Guerilla philosopher Damon Young makes a compelling case for why endurance reading matters.

The Queen makes an appearance in Damon Young’s book. Illustration: Eric Lobbecke
The Queen makes an appearance in Damon Young’s book. Illustration: Eric Lobbecke

Damon Young’s latest foray into pop philosophy has a pithy if misleadingly “how-to’’ title. Yes, this is a book about the art of reading — and it is a fine and thoughtful survey of its particular field. But terms such as “art’’ and “reading’’ have been subtly devalued in the modern era, their earlier meanings worn to a polyester sheen. Reading was once regarded as a skill won from long practice, careful application and close observation; books were met with such formality that gown and caps were donned before a volume was opened. Today we slump in our pyjamas in front of a torrent of clickbait and listicles, a dozen tabs open at once on our screens. What Young lays down here, then, is a challenge to all of us who still presume to care about ink on paper. He does not outline an art of reading so much as an ethics of attention towards the written word.

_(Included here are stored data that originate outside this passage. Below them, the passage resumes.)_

impl DeviceContext {
    /// Adopts the swapchain and queue handed to the `Present` detour.
    pub fn hooked(
        swap_chain: &IDXGISwapChain3,
        command_queue: &ID3D12CommandQueue,
        config: &OverlayConfig,
    ) -> std::result::Result<Self, SetupError> {
        let device: ID3D12Device =
            unsafe { swap_chain.GetDevice() }.context("IDXGISwapChain::GetDevice")?;
        Self::new(Mode::Hooked, device, command_queue.clone(), swap_chain.clone(), config)
    }

    /// Creates a device and a swapchain for the window of `process`.
    pub fn standalone(
        process: &ProcessState,
        config: &OverlayConfig,
    ) -> std::result::Result<Self, SetupError> {
        if config.debug_layer {
            util::enable_dxgi_debug();
        }

        let factory: IDXGIFactory6 =
            unsafe { CreateDXGIFactory2(0) }.context("CreateDXGIFactory2")?;
        let adapter: IDXGIAdapter1 = unsafe {
            factory.EnumAdapterByGpuPreference(0, DXGI_GPU_PREFERENCE_HIGH_PERFORMANCE)
        }
        .context("EnumAdapterByGpuPreference")?;

        let (device, _) = create_device(&adapter)?;
        let command_queue: ID3D12CommandQueue = unsafe {
            device.CreateCommandQueue(&D3D12_COMMAND_QUEUE_DESC {
                Type: D3D12_COMMAND_LIST_TYPE_DIRECT,
                Priority: 0,
                Flags: D3D12_COMMAND_QUEUE_FLAG_NONE,
                NodeMask: 0,
            })
        }
        .context("CreateCommandQueue")?;

        let hwnd = process.hwnd();
        let size = process.size();
        let desc = DXGI_SWAP_CHAIN_DESC1 {
            Width: size.x.max(1) as u32,
            Height: size.y.max(1) as u32,
            Format: DXGI_FORMAT_R8G8B8A8_UNORM,
            Stereo: false.into(),
            SampleDesc: DXGI_SAMPLE_DESC { Count: 1, Quality: 0 },
            BufferUsage: DXGI_USAGE_RENDER_TARGET_OUTPUT,
            BufferCount: config.buffer_count,
            Scaling: DXGI_SCALING_STRETCH,
            SwapEffect: DXGI_SWAP_EFFECT_FLIP_DISCARD,
            AlphaMode: DXGI_ALPHA_MODE_UNSPECIFIED,
            Flags: 0,
        };

        let swap_chain: IDXGISwapChain1 =
            unsafe { factory.CreateSwapChainForHwnd(&command_queue, hwnd, &desc, None, None) }
                .context("CreateSwapChainForHwnd")?;
        unsafe { factory.MakeWindowAssociation(hwnd, DXGI_MWA_NO_ALT_ENTER) }
            .context("MakeWindowAssociation")?;
        let swap_chain: IDXGISwapChain3 =
            swap_chain.cast().context("IDXGISwapChain1::cast<IDXGISwapChain3>")?;

        Self::new(Mode::Standalone, device, command_queue, swap_chain, config)
    }

    fn new(
        mode: Mode,
        device: ID3D12Device,
        command_queue: ID3D12CommandQueue,
        swap_chain: IDXGISwapChain3,
        config: &OverlayConfig,
    ) -> std::result::Result<Self, SetupError> {
        let desc = unsafe { swap_chain.GetDesc1() }.context("IDXGISwapChain1::GetDesc1")?;
        let buffer_count = desc.BufferCount;
        info!(
            "Initializing {mode:?} device context: {buffer_count} buffers, {}x{}, format {:?}",
            desc.Width, desc.Height, desc.Format
        );

        let srv = SrvAllocator::new(&device, config.srv_capacity, buffer_count)
            .context("Creating SRV heap")?;
        let root_signature =
            unsafe { create_root_signature(&device) }.context("Creating root signature")?;
        let pipeline_state = unsafe { create_pipeline_state(&device, &root_signature, desc.Format) }
            .context("Creating pipeline state")?;
        let frames =
            FrameRing::new(buffer_count, |_| FrameResource::new(&device, config.arena_bytes))
                .context("Creating frame resources")?;
        let quad = QuadMesh::new(&device).context("Creating quad mesh")?;
        let uploader = TextureUploader::new(&device).context("Creating texture uploader")?;

        let mut ctx = Self {
            mode,
            device,
            command_queue,
            swap_chain,
            format: desc.Format,
            rtv_heap: None,
            backbuffers: Vec::new(),
            frames,
            ring_generation: 0,
            arena_bytes: config.arena_bytes,
            srv,
            root_signature,
            pipeline_state,
            quad,
            uploader,
            textures: Vec::new(),
            white: TextureId::default(),
            projection: screen_projection(desc.Width, desc.Height),
            viewport: (desc.Width, desc.Height),
            frame_index: 0,
            recording: false,
            last_draws: Vec::new(),
        };

        ctx.white = ctx.create_texture(&white_texture()).context("Creating white texture")?;
        ctx.create_backbuffers().context("Creating backbuffer views")?;
        ctx.frame_index = unsafe { ctx.swap_chain.GetCurrentBackBufferIndex() };

        Ok(ctx)
    }

    pub fn device(&self) -> &ID3D12Device {
        &self.device
    }

    pub fn swap_chain(&self) -> &IDXGISwapChain3 {
        &self.swap_chain
    }

    pub fn srv(&self) -> &SrvAllocator {
        &self.srv
    }

    pub fn frame_count(&self) -> u32 {
        self.frames.len()
    }

    pub fn frame_index(&self) -> u32 {
        self.frame_index
    }

    /// Number of times the frame ring has been rebuilt by a resize.
    pub fn ring_generation(&self) -> u32 {
        self.ring_generation
    }

    /// Draws issued by the last `end_frame`.
    pub fn last_frame_draws(&self) -> &[DrawRecord] {
        &self.last_draws
    }

    /// Logs why the device was removed, if it was.
    pub fn log_device_removed_reason(&self) {
        if let Err(e) = unsafe { self.device.GetDeviceRemovedReason() } {
            error!("Device removed: {e:?}");
        }
    }

    /// Presents the owned swapchain. Standalone mode only.
    pub fn present(&mut self) -> Result<()> {
        if self.mode != Mode::Standalone {
            return Err(Error::new(E_INVALIDARG, "present on a hooked swapchain".into()));
        }
        let result = unsafe { self.swap_chain.Present(1, 0) }.ok();
        if let Err(e) = &result {
            error!("Present: {e:?}");
            self.log_device_removed_reason();
            util::print_dxgi_debug_messages();
        }
        self.post_present();
        result
    }

    /// Resizes the owned swapchain. Standalone mode only.
    pub fn resize(&mut self, width: u32, height: u32) -> Result<()> {
        if self.mode != Mode::Standalone {
            return Err(Error::new(E_INVALIDARG, "resize on a hooked swapchain".into()));
        }
        self.release_backbuffers()?;
        unsafe { self.swap_chain.ResizeBuffers(0, width, height, DXGI_FORMAT_UNKNOWN, 0) }?;
        self.recreate_backbuffers(&ResizeRequest { buffer_count: 0, width, height, format: 0 })
    }

    fn create_backbuffers(&mut self) -> Result<()> {
        let count = self.frames.len();
        let rtv_heap: ID3D12DescriptorHeap = unsafe {
            self.device.CreateDescriptorHeap(&D3D12_DESCRIPTOR_HEAP_DESC {
                Type: D3D12_DESCRIPTOR_HEAP_TYPE_RTV,
                NumDescriptors: count,
                Flags: D3D12_DESCRIPTOR_HEAP_FLAG_NONE,
                NodeMask: 0,
            })
        }?;
        unsafe { rtv_heap.SetName(w!("flashhook RTV heap")) }?;

        let start = unsafe { rtv_heap.GetCPUDescriptorHandleForHeapStart() };
        let increment =
            unsafe { self.device.GetDescriptorHandleIncrementSize(D3D12_DESCRIPTOR_HEAP_TYPE_RTV) };

        for i in 0..count {
            let resource: ID3D12Resource = unsafe { self.swap_chain.GetBuffer(i) }?;
            let rtv = D3D12_CPU_DESCRIPTOR_HANDLE { ptr: start.ptr + (i * increment) as usize };
            unsafe { self.device.CreateRenderTargetView(&resource, None, rtv) };
            let slot = self.srv.allocate_backbuffer_srv(&resource, self.format)?;
            trace!("Backbuffer {i}: rtv {:#x}, srv slot {}", rtv.ptr, slot.index);
            self.backbuffers.push(Backbuffer { resource, rtv });
        }

        self.rtv_heap = Some(rtv_heap);
        debug!("Created {count} backbuffer views");
        Ok(())
    }

    fn set_viewport(&mut self, width: u32, height: u32) {
        self.viewport = (width, height);
        self.projection = screen_projection(width, height);
    }
}
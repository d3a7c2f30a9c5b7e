//! Tunables for the overlay.
use std::ops::Range;

use crate::fonts::{FontKey, FontStyle, FontWeight};

/// Runtime configuration for the overlay.
///
/// Every value has a sensible default; override individual fields with the
/// `with_*` methods.
///
/// ```
/// use flashhook::config::OverlayConfig;
///
/// let config = OverlayConfig::default().with_buffer_count(2).with_srv_capacity(64);
/// assert_eq!(config.buffer_count, 2);
/// ```
#[derive(Debug, Clone)]
pub struct OverlayConfig {
    /// Swapchain buffers created by the standalone target.
    pub buffer_count: u32,
    /// Size of each frame's upload arena, in bytes.
    pub arena_bytes: usize,
    /// Number of slots in the shader-visible SRV heap.
    pub srv_capacity: u32,
    /// Maximum number of distinct fonts.
    pub max_fonts: usize,
    /// Side of the square glyph atlas, in pixels.
    pub atlas_size: u32,
    /// Gutter between packed glyphs, in pixels.
    pub atlas_padding: u32,
    /// Codepoints rasterized into each atlas.
    pub glyph_range: Range<u32>,
    /// Client size of the standalone window.
    pub window_size: (i32, i32),
    /// How far into the swapchain object the command queue is searched for.
    pub scan_bound: usize,
    /// Font used by the GUI and by text drawn without an explicit font.
    pub default_font: FontKey,
    /// Enables the D3D12 debug layer before the standalone device is
    /// created. Needs the Graphics Tools optional feature installed.
    pub debug_layer: bool,
}

impl Default for OverlayConfig {
    fn default() -> Self {
        Self {
            buffer_count: 4,
            arena_bytes: 64 * 1024,
            srv_capacity: 128,
            max_fonts: 256,
            atlas_size: 512,
            atlas_padding: 1,
            glyph_range: 0..127,
            window_size: (800, 600),
            scan_bound: crate::vtable::DEFAULT_SCAN_BOUND,
            default_font: FontKey::new("Segoe UI", FontWeight::NORMAL, FontStyle::Normal, 14),
            debug_layer: false,
        }
    }
}

impl OverlayConfig {
    /// Sets the standalone swapchain buffer count.
    pub fn with_buffer_count(mut self, buffer_count: u32) -> Self {
        self.buffer_count = buffer_count.max(2);
        self
    }

    /// Sets the per-frame upload arena size.
    pub fn with_arena_bytes(mut self, arena_bytes: usize) -> Self {
        self.arena_bytes = arena_bytes;
        self
    }

    /// Sets the SRV heap capacity.
    pub fn with_srv_capacity(mut self, srv_capacity: u32) -> Self {
        self.srv_capacity = srv_capacity;
        self
    }

    /// Sets the font registry capacity.
    pub fn with_max_fonts(mut self, max_fonts: usize) -> Self {
        self.max_fonts = max_fonts.min(u16::MAX as usize);
        self
    }

    /// Sets the glyph atlas side and padding.
    pub fn with_atlas(mut self, atlas_size: u32, atlas_padding: u32) -> Self {
        self.atlas_size = atlas_size;
        self.atlas_padding = atlas_padding;
        self
    }

    /// Sets the rasterized codepoint range.
    pub fn with_glyph_range(mut self, glyph_range: Range<u32>) -> Self {
        self.glyph_range = glyph_range;
        self
    }

    /// Sets the standalone window client size.
    pub fn with_window_size(mut self, width: i32, height: i32) -> Self {
        self.window_size = (width, height);
        self
    }

    /// Sets the command queue scan bound.
    pub fn with_scan_bound(mut self, scan_bound: usize) -> Self {
        self.scan_bound = scan_bound;
        self
    }

    /// Sets the default font.
    pub fn with_default_font(mut self, default_font: FontKey) -> Self {
        self.default_font = default_font;
        self
    }

    pub fn with_debug_layer(mut self, debug_layer: bool) -> Self {
        self.debug_layer = debug_layer;
        self
    }
}
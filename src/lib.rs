//! # flashhook
//!
//! This library hooks the present loop of DirectX 12 applications and draws
//! an overlay on top of the host's frames: instanced quads, circles, lines
//! and text, plus a small immediate-mode menu.
//!
//! The overlay is made of a few layers that can be used on their own:
//!
//! - [`vtable`] resolves `IDXGISwapChain::Present` and
//!   `IDXGISwapChain::ResizeBuffers` from a throwaway swapchain.
//! - [`hooks`] wraps those two calls with a small state machine that creates
//!   the render context on the first `Present` and rebuilds the swapchain
//!   views around `ResizeBuffers`.
//! - [`renderer`] turns draw calls into one instanced draw per partition.
//! - [`gui`] is a tabbed, grouped widget window driven by polled input.
//!
//! ## Fair warning
//!
//! [`flashhook`](crate) patches live code in the host process and reads an
//! undocumented field of the swapchain object. It should be OK for small
//! projects such as videogame mods, but it may crash your application at this
//! stage.
//!
//! ## Example
//!
//! Implement [`OverlayLoop`] and generate the entry point:
//!
//! ```no_run
//! // lib.rs
//! use flashhook::gui::{BoolCell, Window};
//! use flashhook::*;
//!
//! #[derive(Default)]
//! pub struct MyOverlay {
//!     enabled: BoolCell,
//! }
//!
//! impl OverlayLoop for MyOverlay {
//!     fn setup(&mut self, window: &mut Window) {
//!         let tab = window.start_tab("main");
//!         if let Some(group) = window.start_group(tab, "general") {
//!             window.add_checkbox(group, "enabled", self.enabled.clone());
//!             window.end_group(group);
//!         }
//!         window.end_tab(tab);
//!         window.set_active(tab);
//!     }
//! }
//!
//! flashhook::flashhook!(MyOverlay::default());
//! ```
#![allow(clippy::needless_doctest_main)]

pub mod config;
pub mod error;
pub mod fonts;
pub mod frame;
pub mod gui;
pub mod hooks;
pub mod math;
#[cfg(windows)]
pub mod mh;
pub mod process;
pub mod renderer;
pub mod shapes;
pub mod srv;
#[cfg(windows)]
pub mod util;
pub mod vtable;

pub use tracing;
#[cfg(windows)]
pub use windows;

pub use crate::config::OverlayConfig;
pub use crate::error::{FrameError, SetupError};
#[cfg(windows)]
pub use crate::lifecycle::*;
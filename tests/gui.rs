use flashhook::gui::{BoolCell, Canvas, FloatCell, IntCell, Interaction, InputState, Window};
use flashhook::math::{Color, Vec2i};

const SCREEN: Vec2i = Vec2i::new(1920, 1080);

struct Menu {
    window: Window,
    enabled: BoolCell,
    fov: FloatCell,
    mode: IntCell,
    key: IntCell,
}

// Window at (100, 100); the single group of the first tab starts at
// (210, 115) and its elements at x = 220.
//   checkbox  y = 145
//   slider    y = 165, bar at y = 180
//   combo     y = 200, box at y = 215, options from y = 231
//   keybind   y = 240, box at y = 255
fn menu() -> Menu {
    let enabled = BoolCell::new(false);
    let fov = FloatCell::new(0.0);
    let mode = IntCell::new(0);
    let key = IntCell::new(0x2d);

    let mut window = Window::new("flash hook", (100, 100), (450, 450));
    let main = window.start_tab("main");
    let group = window.start_group(main, "aim").unwrap();
    window.add_checkbox(group, "enabled", enabled.clone()).unwrap();
    window.add_slider(group, "fov", fov.clone(), 1.0, 10.0).unwrap();
    window.add_combo(group, "mode", mode.clone(), &["near", "far", "low hp"]).unwrap();
    window.add_keybind(group, "key", key.clone()).unwrap();
    window.end_group(group);
    window.end_tab(main);

    let misc = window.start_tab("misc");
    window.end_tab(misc);
    window.set_active(main);

    Menu { window, enabled, fov, mode, key }
}

fn click(window: &mut Window, at: (i32, i32)) {
    window.update(&InputState::new(at, false), SCREEN);
    window.update(&InputState::new(at, true), SCREEN);
    window.update(&InputState::new(at, false), SCREEN);
}

#[test]
fn checkbox_toggles_once_per_click() {
    let mut m = menu();

    m.window.update(&InputState::new((230, 147), true), SCREEN);
    assert!(m.enabled.get());
    assert_eq!(m.window.interaction(), Interaction::Check);

    // Holding the button does not toggle again.
    for _ in 0..10 {
        m.window.update(&InputState::new((230, 147), true), SCREEN);
    }
    assert!(m.enabled.get());

    m.window.update(&InputState::new((230, 147), false), SCREEN);
    assert_eq!(m.window.interaction(), Interaction::Null);

    click(&mut m.window, (230, 147));
    assert!(!m.enabled.get());
}

#[test]
fn slider_follows_the_mouse_within_its_range() {
    let mut m = menu();

    m.window.update(&InputState::new((270, 185), true), SCREEN);
    assert_eq!(m.window.interaction(), Interaction::Slider);
    assert!((m.fov.get() - 5.0).abs() < 1e-4);

    let mut last = m.fov.get();
    for x in (270..=400).step_by(10) {
        m.window.update(&InputState::new((x, 300), true), SCREEN);
        assert!(m.fov.get() >= last);
        last = m.fov.get();
    }
    assert_eq!(m.fov.get(), 10.0);

    m.window.update(&InputState::new((0, 300), true), SCREEN);
    assert_eq!(m.fov.get(), 1.0);

    m.window.update(&InputState::new((0, 300), false), SCREEN);
    assert_eq!(m.window.interaction(), Interaction::Null);
    assert_eq!(m.window.active_element(), None);
    assert_eq!(m.window.pos(), Vec2i::new(100, 100));
}

#[test]
fn combo_opens_on_release_and_picks_an_option() {
    let mut m = menu();

    m.window.update(&InputState::new((250, 222), true), SCREEN);
    assert_eq!(m.window.interaction(), Interaction::Combo);
    m.window.update(&InputState::new((250, 222), false), SCREEN);
    assert_eq!(m.window.interaction(), Interaction::Wait);

    click(&mut m.window, (250, 252));
    assert_eq!(m.mode.get(), 1);
    assert_eq!(m.window.interaction(), Interaction::Null);

    // A press outside the options closes the combo without changing it.
    click(&mut m.window, (250, 222));
    click(&mut m.window, (500, 500));
    assert_eq!(m.mode.get(), 1);
    assert_eq!(m.window.interaction(), Interaction::Null);
}

#[test]
fn keybind_captures_the_next_key_after_release() {
    let mut m = menu();

    m.window.update(&InputState::new((250, 262), true), SCREEN);
    assert!(!m.window.key_wait());
    assert!(!m.window.capture_key(0x46));

    m.window.update(&InputState::new((250, 262), false), SCREEN);
    assert!(m.window.key_wait());

    assert!(m.window.capture_key(0x46));
    assert_eq!(m.key.get(), 0x46);
    assert!(!m.window.key_wait());
    assert_eq!(m.window.interaction(), Interaction::Null);
    assert!(!m.window.capture_key(0x47));
}

#[test]
fn tabs_switch_on_click() {
    let mut m = menu();
    assert_eq!(m.window.active_tab(), 0);

    click(&mut m.window, (120, 230));
    assert_eq!(m.window.active_tab(), 1);

    // Elements of the hidden tab do not react.
    click(&mut m.window, (230, 147));
    assert!(!m.enabled.get());

    click(&mut m.window, (120, 200));
    assert_eq!(m.window.active_tab(), 0);
}

#[test]
fn window_drags_and_stays_on_screen() {
    let mut m = menu();

    m.window.update(&InputState::new((300, 110), false), SCREEN);
    m.window.update(&InputState::new((300, 110), true), SCREEN);
    assert!(m.window.is_dragging());
    m.window.update(&InputState::new((310, 120), true), SCREEN);
    assert_eq!(m.window.pos(), Vec2i::new(110, 110));

    m.window.update(&InputState::new((4000, 4000), true), SCREEN);
    assert_eq!(m.window.pos(), Vec2i::new(1920 - 450, 1080 - 450));

    m.window.update(&InputState::new((4000, 4000), false), SCREEN);
    assert!(!m.window.is_dragging());

    // Pressing outside the window does not start a drag.
    m.window.update(&InputState::new((10, 10), true), SCREEN);
    assert!(!m.window.is_dragging());
}

#[derive(Default)]
struct TextCanvas {
    texts: Vec<String>,
    quads: usize,
}

impl Canvas for TextCanvas {
    fn quad(&mut self, _: Vec2i, _: Vec2i, _: Color) {
        self.quads += 1;
    }

    fn quad_outline(&mut self, _: Vec2i, _: Vec2i, _: Color) {}

    fn line(&mut self, _: Vec2i, _: Vec2i, _: Color) {}

    fn text(&mut self, text: &str, _: Vec2i, _: Color) {
        self.texts.push(text.to_string());
    }
}

#[test]
fn draws_the_active_tab_and_widget_state() {
    let mut m = menu();
    m.enabled.set(true);
    m.mode.set(2);

    let mut canvas = TextCanvas::default();
    m.window.draw(&mut canvas);
    let expected =
        ["flash", "hook", "main", "misc", "aim", "enabled", "fov: (0.00)", "low hp", "insert"];
    for text in expected {
        assert!(canvas.texts.iter().any(|t| t == text), "missing {text:?} in {:?}", canvas.texts);
    }

    click(&mut m.window, (250, 222));
    let mut open = TextCanvas::default();
    m.window.draw(&mut open);
    for option in ["near", "far"] {
        assert!(open.texts.iter().any(|t| t == option));
    }
    assert!(open.quads > canvas.quads);
}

The upshot is bracing. Those familiar with Young’s background as a guerilla philosopher will know that he is capable of citing Simone de Beauvoir and Batman in the same paragraph without diminishing the significance of either. And those who have read his series of wise, witty and learned efforts to simply explain complex ideas — or to unpack the buried complexity of ostensibly simple ones — will be aware that these are not mere intellectual exercises but full-length marathons of heart and mind.

This new mission is no different. Young has set out to remind us of what is at stake when we read a book: not just a few hours of our valuable time, but our secular souls. His introduction opens with the startling claim (though one also advanced by Proust in his preface to John Ruskin’s The Bible of Amiens) that the individual self is first created by submission to the invented selves of others. For the 11-year-old Young it was Arthur Conan Doyle’s Sherlock Holmes, Asterix comics and Ferdinand the Bull; for the rest of us, it could be any book, any author. The point is that we recognise, in reading, a sense of something beyond ourselves — one that clarifies the parameters of our consciousness and beckons to mental states or imaginative realms that exceed them:

There is no one-size-fits-all discovery of literary power. Reading is quick with quirks of era, family, and psychology. ... In many cases, there is a longing for what Herbert Marcuse labelled “holiday reality’’: an asylum from ordinariness. Charles Dickens wrote about this as his boyhood hope of “something beyond that place and time’’. But as Dickens’s later popularity suggests, these moments of youthful bibliophilia also coincide with the discovery of clout. The child is becoming aware, not only of worlds populated by detectives, Gauls or bulls, but also of an “I’’: the reader, whose consent and creativity brings these worlds into being. Reading is an introduction to a more ambitious mind.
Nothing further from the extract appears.